“The ‘Wonko Institute for the Incurably Sane’ was set up by the named member somewhere in coastal California.
Which is, actually, a lie.
Wonko didn’t set up an Institute. He, instead, chose to withdraw from society.
Which…is a fiction, and the distinction is essential to draw. Wonko lived a very important, if fictive, life.
His position was simple. Any society that needed printed instructions on how to use toothpicks was irrevocably insane.
The birthplace of the Institute was virtual. It was the coincidence of two news articles, seemingly unrelated. The first talked of a massive food shortage that had blighted the planet. Food riots, previously unheard of, were on the rise; the interest in biofuels had sent the price of basic food stuffs rocketing and the sheer cost of producing and moving food added significantly to the burden on the poor. Add to that the weather conditions, mysterious bee death and a seeming lack of concern about the matter, and the picture was very grim indeed.
The second story was an interview with a potential world leader. One of many grey, shapeless old men trying to stand out and appeal to a voter block. He stated that he, literally, believed that the first woman was formed from the rib of the first man. Some took this to mean that he presumed life was seeded her by some advanced alien race that genetically constructed us. Some rubbed their hands in glee that the leader of the free world would take them back to the Dark Ages.
But others despaired.
In a world that was so rapidly changing – so obviously in need of some direction and attention – surely someone should do something.

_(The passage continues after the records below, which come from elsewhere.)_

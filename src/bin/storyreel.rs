use std::path::{Path, PathBuf};

use anyhow::Context as _;
use clap::{Parser, Subcommand, ValueEnum};

#[derive(Parser, Debug)]
#[command(name = "storyreel", version)]
struct Cli {
    #[command(subcommand)]
    cmd: Command,
}

#[derive(Subcommand, Debug)]
enum Command {
    /// Export artifacts (video requires `ffmpeg` on PATH).
    Export(ExportArgs),
    /// Render the frame at a timeline position as a PNG.
    Frame(FrameArgs),
    /// Write the script transcript.
    Script(ScriptArgs),
    /// Write the narration and music mixdown as WAV.
    Audio(AudioArgs),
    /// Print the project and its narration timeline.
    Inspect(InspectArgs),
    /// Play the preview on the default audio device.
    #[cfg(feature = "device")]
    Play(PlayArgs),
}

#[derive(Parser, Debug)]
struct ProjectArgs {
    /// Input project JSON.
    #[arg(long = "in")]
    in_path: PathBuf,

    /// Directory holding `<scene-id>.{wav,pcm,b64}` narration files.
    /// Defaults to `narration/` next to the project.
    #[arg(long)]
    narration_dir: Option<PathBuf>,

    /// Subtitle font file. Defaults to an installed face for the style's family.
    #[arg(long)]
    font: Option<PathBuf>,
}

#[derive(Parser, Debug)]
struct ExportArgs {
    #[command(flatten)]
    project: ProjectArgs,

    /// Output directory.
    #[arg(long, default_value = ".")]
    out_dir: PathBuf,

    /// Artifact kinds to export.
    #[arg(long = "kind", value_enum, default_values_t = [KindArg::Video])]
    kinds: Vec<KindArg>,
}

#[derive(Parser, Debug)]
struct FrameArgs {
    #[command(flatten)]
    project: ProjectArgs,

    /// Timeline position in seconds.
    #[arg(long, default_value_t = 0.0)]
    at: f64,

    /// Output PNG path.
    #[arg(long)]
    out: PathBuf,
}

#[derive(Parser, Debug)]
struct ScriptArgs {
    /// Input project JSON.
    #[arg(long = "in")]
    in_path: PathBuf,

    /// Output path. Prints to stdout when omitted.
    #[arg(long)]
    out: Option<PathBuf>,
}

#[derive(Parser, Debug)]
struct AudioArgs {
    #[command(flatten)]
    project: ProjectArgs,

    /// Output WAV path.
    #[arg(long)]
    out: PathBuf,
}

#[derive(Parser, Debug)]
struct InspectArgs {
    #[command(flatten)]
    project: ProjectArgs,

    /// Only print the project, without loading narration.
    #[arg(long)]
    no_narration: bool,
}

#[cfg(feature = "device")]
#[derive(Parser, Debug)]
struct PlayArgs {
    #[command(flatten)]
    project: ProjectArgs,

    /// Start position in seconds.
    #[arg(long, default_value_t = 0.0)]
    from: f64,
}

#[derive(Clone, Copy, Debug, PartialEq, Eq, ValueEnum)]
enum KindArg {
    Video,
    Audio,
    Script,
    Thumbnail,
    Bundle,
}

impl From<KindArg> for storyreel::ExportKind {
    fn from(kind: KindArg) -> Self {
        match kind {
            KindArg::Video => storyreel::ExportKind::Video,
            KindArg::Audio => storyreel::ExportKind::Audio,
            KindArg::Script => storyreel::ExportKind::Script,
            KindArg::Thumbnail => storyreel::ExportKind::Thumbnail,
            KindArg::Bundle => storyreel::ExportKind::Bundle,
        }
    }
}

fn main() -> anyhow::Result<()> {
    tracing_subscriber::fmt()
        .with_env_filter(
            tracing_subscriber::EnvFilter::try_from_default_env()
                .unwrap_or_else(|_| tracing_subscriber::EnvFilter::new("storyreel=info")),
        )
        .with_writer(std::io::stderr)
        .init();

    let cli = Cli::parse();
    match cli.cmd {
        Command::Export(args) => cmd_export(args),
        Command::Frame(args) => cmd_frame(args),
        Command::Script(args) => cmd_script(args),
        Command::Audio(args) => cmd_audio(args),
        Command::Inspect(args) => cmd_inspect(args),
        #[cfg(feature = "device")]
        Command::Play(args) => cmd_play(args),
    }
}

fn project_root(in_path: &Path) -> PathBuf {
    in_path
        .parent()
        .filter(|p| !p.as_os_str().is_empty())
        .unwrap_or_else(|| Path::new("."))
        .to_path_buf()
}

fn read_project(in_path: &Path) -> anyhow::Result<storyreel::Project> {
    let project = storyreel::Project::from_path(in_path)
        .with_context(|| format!("load project '{}'", in_path.display()))?;
    project.validate()?;
    Ok(project)
}

fn open_session(
    args: &ProjectArgs,
    out_dir: PathBuf,
) -> anyhow::Result<storyreel::StorySession> {
    let project = read_project(&args.in_path)?;
    let root = project_root(&args.in_path);
    let narration_dir = args
        .narration_dir
        .clone()
        .unwrap_or_else(|| root.join("narration"));
    let source = storyreel::DirNarrationSource::new(narration_dir);
    let opts = storyreel::SessionOpts {
        render: storyreel::RenderOpts {
            font_path: args.font.clone(),
            ..storyreel::RenderOpts::default()
        },
        out_dir,
        ..storyreel::SessionOpts::default()
    };
    let session = storyreel::StorySession::open(
        project,
        root,
        &source,
        opts,
        &storyreel::CancelToken::new(),
    )?;
    Ok(session)
}

fn cmd_export(args: ExportArgs) -> anyhow::Result<()> {
    let mut kinds: Vec<storyreel::ExportKind> = Vec::new();
    for kind in args.kinds {
        let kind = storyreel::ExportKind::from(kind);
        if !kinds.contains(&kind) {
            kinds.push(kind);
        }
    }
    if kinds.contains(&storyreel::ExportKind::Bundle) {
        anyhow::bail!("bundle exports are not supported; pass each --kind separately");
    }

    let session = open_session(&args.project, args.out_dir)?;
    let cancel = storyreel::CancelToken::new();
    for kind in kinds {
        let report = session.export(kind, &cancel)?;
        if let Some(capture) = &report.capture {
            eprintln!(
                "captured {} frames ({:.2}s video, {:.2}s audio)",
                capture.frames,
                capture.video_secs(),
                capture.audio_secs()
            );
        }
        eprintln!("wrote {}", report.path.display());
    }
    Ok(())
}

fn cmd_frame(args: FrameArgs) -> anyhow::Result<()> {
    let session = open_session(&args.project, PathBuf::from("."))?;
    let frame = session.render_at(args.at, args.at);
    frame.write_png(&args.out)?;
    eprintln!("wrote {}", args.out.display());
    Ok(())
}

fn cmd_script(args: ScriptArgs) -> anyhow::Result<()> {
    let project = read_project(&args.in_path)?;
    let text = storyreel::script_transcript(&project.scenes);
    match args.out {
        Some(out) => {
            if let Some(parent) = out.parent() {
                std::fs::create_dir_all(parent)
                    .with_context(|| format!("create output dir '{}'", parent.display()))?;
            }
            std::fs::write(&out, text).with_context(|| format!("write '{}'", out.display()))?;
            eprintln!("wrote {}", out.display());
        }
        None => print!("{text}"),
    }
    Ok(())
}

fn cmd_audio(args: AudioArgs) -> anyhow::Result<()> {
    let session = open_session(&args.project, PathBuf::from("."))?;
    let samples = session.mixdown();
    storyreel::audio::mix::write_wav_16(&args.out, &samples, storyreel::MIX_SAMPLE_RATE, 2)?;
    eprintln!("wrote {}", args.out.display());
    Ok(())
}

fn cmd_inspect(args: InspectArgs) -> anyhow::Result<()> {
    let project = read_project(&args.project.in_path)?;
    let canvas = project.canvas();
    println!("title:    {}", project.title);
    println!("file:     {}", storyreel::sanitize_filename(&project.title));
    println!("canvas:   {}x{}", canvas.width, canvas.height);
    println!("language: {} / voice {}", project.language, project.voice);
    println!("scenes:   {}", project.scenes.len());
    if args.no_narration {
        for (i, scene) in project.scenes.iter().enumerate() {
            println!("  {i:>3} {:<16} {:?}", scene.id.as_str(), scene.effective_effect());
        }
        return Ok(());
    }

    let session = open_session(&args.project, PathBuf::from("."))?;
    for (scene, seg) in session
        .project()
        .scenes
        .iter()
        .zip(session.timeline().segments())
    {
        println!(
            "  {:>3} {:<16} {:>8.3}s +{:>7.3}s  {:?}, {} words",
            seg.scene_index,
            scene.id.as_str(),
            seg.start,
            seg.duration,
            scene.effective_effect(),
            scene.words().len()
        );
    }
    println!(
        "total:    {} ({:.3}s)",
        storyreel::format_mm_ss(session.total_duration()),
        session.total_duration()
    );
    Ok(())
}

#[cfg(feature = "device")]
fn cmd_play(args: PlayArgs) -> anyhow::Result<()> {
    use std::io::Write as _;

    let session = open_session(&args.project, PathBuf::from("."))?;
    let (device, monitor) = storyreel::audio::device::DeviceOutput::open(storyreel::MIX_SAMPLE_RATE)?;
    session.set_monitor(Some(Box::new(monitor)));

    let preview = storyreel::PreviewLoop::new(&session, storyreel::PlaybackMode::Monitored);
    session.seek(args.from);
    preview.toggle()?;
    loop {
        let tick = preview.tick();
        eprint!("\r{}", tick.status);
        std::io::stderr().flush().ok();
        if tick.ended || !preview.is_playing() {
            break;
        }
        std::thread::sleep(std::time::Duration::from_millis(100));
    }
    eprintln!();
    device.pause()?;
    Ok(())
}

They were in despair – their ability to form sentences that had any structure was impaired. We can forgive them that.
The Wonko Institute gathers people who share that despair and makes them active. Rather than merely researching alternatives they lobby; they build, grow, and craft things that will make the world a better, more sane, place.”
Dan lowered the cheat-sheet and looked across the table at the three listeners.
“And then there’s the usual website, e-mail addresses etc.” he finished.
There was silence.
Wonko was the first to speak. Wonko the Second.
The line “Wonko the Second was the first to speak” would have been clumsy.
See.
“You don’t think it’s too…chummy? A little light hearted?”
“Well,” Dan reasoned. “You’re called the Wonko Institute for the Incurably Sane. I figured light hearted would be the way to go.”
They all nodded in agreement. “He does have a point, Matt.”
Wonko agreed. “And a very good one, Jules.” Wonko wasn’t his real name.
Obviously.
“Right then, we’ll go with that – get it online. Thank you very much, Dave. We’ll sort you out with whatever you need.”
“Actually, I’d like to join.”
The three stopped. “What?”
“The institute. I want to join.”
The three looked at him, blinking. It was as if none of them had ever thought this would happen.
None of them had, truth be told.
“You want to join?” Echoed Jan.
“The Institute?” Asked the third – whose name, it turned out, was Dave. He drove.
“But why?” Asked Wonko.
“Because you’re right. It is wrong. I’ve read all the sites, I get all the e-mails but I don’t DO anything. I want to do something.”
“Can you cook?” Jan was forever a pragmatist.
“I…can knock something up…I guess.”
“Then you’re on dinner duty. If you want to do something, you can cook tonight. Welcome to the group.”